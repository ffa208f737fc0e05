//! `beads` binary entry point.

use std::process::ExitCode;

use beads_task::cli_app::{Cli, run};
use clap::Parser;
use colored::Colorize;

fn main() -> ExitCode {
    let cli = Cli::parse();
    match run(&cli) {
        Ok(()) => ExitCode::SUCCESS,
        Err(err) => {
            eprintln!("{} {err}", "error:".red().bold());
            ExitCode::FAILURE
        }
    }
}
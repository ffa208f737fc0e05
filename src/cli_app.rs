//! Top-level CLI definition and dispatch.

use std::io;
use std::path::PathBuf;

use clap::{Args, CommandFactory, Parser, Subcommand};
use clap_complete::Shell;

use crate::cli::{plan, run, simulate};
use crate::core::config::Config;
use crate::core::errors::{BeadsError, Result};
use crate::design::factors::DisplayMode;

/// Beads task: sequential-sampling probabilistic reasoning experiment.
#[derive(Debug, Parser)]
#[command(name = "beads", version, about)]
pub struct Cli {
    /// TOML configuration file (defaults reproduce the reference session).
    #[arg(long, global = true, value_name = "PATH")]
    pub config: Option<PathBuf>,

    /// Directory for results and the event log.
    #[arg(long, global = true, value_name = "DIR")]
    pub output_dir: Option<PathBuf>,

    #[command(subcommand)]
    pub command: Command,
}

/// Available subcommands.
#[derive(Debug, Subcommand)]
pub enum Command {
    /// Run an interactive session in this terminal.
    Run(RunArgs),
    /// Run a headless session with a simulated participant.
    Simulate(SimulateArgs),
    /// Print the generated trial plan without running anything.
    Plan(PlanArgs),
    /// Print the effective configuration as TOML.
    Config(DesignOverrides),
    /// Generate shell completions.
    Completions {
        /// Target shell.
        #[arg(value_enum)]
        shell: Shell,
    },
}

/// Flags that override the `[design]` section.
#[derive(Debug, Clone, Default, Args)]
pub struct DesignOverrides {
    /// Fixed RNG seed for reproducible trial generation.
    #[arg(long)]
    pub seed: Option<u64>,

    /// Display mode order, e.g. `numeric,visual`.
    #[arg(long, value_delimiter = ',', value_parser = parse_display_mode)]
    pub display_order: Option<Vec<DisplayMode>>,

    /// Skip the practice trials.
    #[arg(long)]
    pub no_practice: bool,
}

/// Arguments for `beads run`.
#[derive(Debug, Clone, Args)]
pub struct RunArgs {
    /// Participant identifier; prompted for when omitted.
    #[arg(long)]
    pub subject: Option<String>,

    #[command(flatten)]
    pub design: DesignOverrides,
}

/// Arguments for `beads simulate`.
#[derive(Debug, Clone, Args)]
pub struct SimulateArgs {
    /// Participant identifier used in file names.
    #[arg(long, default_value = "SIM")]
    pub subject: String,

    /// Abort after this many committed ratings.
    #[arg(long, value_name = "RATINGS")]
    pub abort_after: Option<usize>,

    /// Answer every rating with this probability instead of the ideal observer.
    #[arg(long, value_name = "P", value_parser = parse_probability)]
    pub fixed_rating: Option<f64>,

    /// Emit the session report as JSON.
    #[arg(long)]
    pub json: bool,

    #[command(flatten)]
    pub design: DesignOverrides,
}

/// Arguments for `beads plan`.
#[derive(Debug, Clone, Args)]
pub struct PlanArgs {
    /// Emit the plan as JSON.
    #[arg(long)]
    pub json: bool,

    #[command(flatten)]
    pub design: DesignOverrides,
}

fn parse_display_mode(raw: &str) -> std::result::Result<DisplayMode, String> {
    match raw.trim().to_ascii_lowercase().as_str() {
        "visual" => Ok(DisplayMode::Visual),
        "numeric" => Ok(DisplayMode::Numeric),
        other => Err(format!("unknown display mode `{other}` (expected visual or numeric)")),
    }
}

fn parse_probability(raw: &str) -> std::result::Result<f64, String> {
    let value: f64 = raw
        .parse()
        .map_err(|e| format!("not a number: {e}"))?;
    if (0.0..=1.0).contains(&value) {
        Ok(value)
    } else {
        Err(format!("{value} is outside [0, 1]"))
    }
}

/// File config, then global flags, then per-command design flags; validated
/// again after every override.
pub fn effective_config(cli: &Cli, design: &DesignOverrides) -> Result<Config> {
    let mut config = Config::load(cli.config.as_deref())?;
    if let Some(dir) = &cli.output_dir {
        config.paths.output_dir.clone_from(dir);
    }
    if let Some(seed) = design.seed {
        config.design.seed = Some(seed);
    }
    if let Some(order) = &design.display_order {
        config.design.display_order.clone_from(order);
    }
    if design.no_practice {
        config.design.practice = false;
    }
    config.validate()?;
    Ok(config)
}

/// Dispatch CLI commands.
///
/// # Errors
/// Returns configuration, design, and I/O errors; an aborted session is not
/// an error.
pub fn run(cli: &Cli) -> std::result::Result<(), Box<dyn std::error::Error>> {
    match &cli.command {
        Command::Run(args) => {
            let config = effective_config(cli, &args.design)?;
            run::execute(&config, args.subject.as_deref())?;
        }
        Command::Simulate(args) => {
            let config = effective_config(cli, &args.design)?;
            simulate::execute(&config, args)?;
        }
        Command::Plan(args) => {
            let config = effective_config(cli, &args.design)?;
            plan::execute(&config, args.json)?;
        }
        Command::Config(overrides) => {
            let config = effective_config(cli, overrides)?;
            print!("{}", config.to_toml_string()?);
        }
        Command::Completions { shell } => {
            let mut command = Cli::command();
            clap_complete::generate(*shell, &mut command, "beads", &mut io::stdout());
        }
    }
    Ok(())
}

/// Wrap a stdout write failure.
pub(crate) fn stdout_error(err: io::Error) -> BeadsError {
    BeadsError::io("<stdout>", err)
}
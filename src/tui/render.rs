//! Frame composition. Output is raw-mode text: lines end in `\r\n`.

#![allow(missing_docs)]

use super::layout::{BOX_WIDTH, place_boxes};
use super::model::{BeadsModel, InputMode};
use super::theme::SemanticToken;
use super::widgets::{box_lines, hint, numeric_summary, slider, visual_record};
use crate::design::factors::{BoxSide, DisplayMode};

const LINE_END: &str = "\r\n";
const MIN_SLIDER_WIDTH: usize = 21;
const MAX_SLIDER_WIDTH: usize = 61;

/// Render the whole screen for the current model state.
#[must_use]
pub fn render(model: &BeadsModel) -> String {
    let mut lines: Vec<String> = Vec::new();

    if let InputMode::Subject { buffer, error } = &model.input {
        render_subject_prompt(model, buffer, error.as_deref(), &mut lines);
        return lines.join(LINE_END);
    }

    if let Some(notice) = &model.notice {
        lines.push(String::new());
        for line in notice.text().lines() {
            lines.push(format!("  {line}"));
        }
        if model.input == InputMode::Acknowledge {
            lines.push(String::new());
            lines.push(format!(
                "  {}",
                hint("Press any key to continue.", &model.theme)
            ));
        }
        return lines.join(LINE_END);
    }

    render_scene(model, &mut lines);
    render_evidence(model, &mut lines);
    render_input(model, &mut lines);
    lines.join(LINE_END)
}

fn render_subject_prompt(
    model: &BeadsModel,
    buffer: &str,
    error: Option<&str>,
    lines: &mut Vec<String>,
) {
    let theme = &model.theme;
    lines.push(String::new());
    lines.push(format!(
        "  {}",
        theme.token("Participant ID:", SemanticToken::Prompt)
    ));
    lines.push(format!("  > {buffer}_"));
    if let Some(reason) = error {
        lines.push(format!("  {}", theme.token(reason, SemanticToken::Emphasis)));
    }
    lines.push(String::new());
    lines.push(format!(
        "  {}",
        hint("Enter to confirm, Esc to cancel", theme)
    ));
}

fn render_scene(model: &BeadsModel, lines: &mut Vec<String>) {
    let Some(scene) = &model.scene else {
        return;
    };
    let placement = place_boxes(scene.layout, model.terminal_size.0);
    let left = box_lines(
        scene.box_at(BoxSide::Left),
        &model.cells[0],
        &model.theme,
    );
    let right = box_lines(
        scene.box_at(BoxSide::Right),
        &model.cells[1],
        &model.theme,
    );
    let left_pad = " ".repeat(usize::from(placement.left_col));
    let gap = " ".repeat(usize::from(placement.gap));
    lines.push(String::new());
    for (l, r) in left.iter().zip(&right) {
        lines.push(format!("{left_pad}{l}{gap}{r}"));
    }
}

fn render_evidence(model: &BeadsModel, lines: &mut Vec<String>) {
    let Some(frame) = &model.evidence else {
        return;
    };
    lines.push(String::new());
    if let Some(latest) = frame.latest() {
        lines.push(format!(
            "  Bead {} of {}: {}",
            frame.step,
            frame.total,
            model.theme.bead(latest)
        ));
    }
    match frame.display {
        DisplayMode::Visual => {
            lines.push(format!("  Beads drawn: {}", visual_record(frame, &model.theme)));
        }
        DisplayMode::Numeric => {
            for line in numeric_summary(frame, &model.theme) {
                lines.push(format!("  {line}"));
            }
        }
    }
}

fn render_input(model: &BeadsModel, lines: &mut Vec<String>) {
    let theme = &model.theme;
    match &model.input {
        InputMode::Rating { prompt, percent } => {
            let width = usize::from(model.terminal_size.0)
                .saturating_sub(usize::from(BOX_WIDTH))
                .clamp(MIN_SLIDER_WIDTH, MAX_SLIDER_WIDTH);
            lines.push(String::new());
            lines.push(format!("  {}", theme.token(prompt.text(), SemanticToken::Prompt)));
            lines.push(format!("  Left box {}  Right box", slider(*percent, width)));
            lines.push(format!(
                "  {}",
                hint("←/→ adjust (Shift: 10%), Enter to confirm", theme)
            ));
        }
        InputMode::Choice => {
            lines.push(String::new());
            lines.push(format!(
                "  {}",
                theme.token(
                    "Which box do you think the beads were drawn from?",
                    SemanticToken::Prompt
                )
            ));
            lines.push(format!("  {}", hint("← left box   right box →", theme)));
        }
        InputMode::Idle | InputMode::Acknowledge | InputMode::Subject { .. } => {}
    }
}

# # # # # # #

● TASK REQUIREMENTS:
Scan the listing above. Gather each line that contains the word "global".

● ANSWER BOX:
    #[arg(long, global = true, value_name = "PATH")]
    #[arg(long, global = true, value_name = "DIR")]
/// File config, then global flags, then per-command design flags; validated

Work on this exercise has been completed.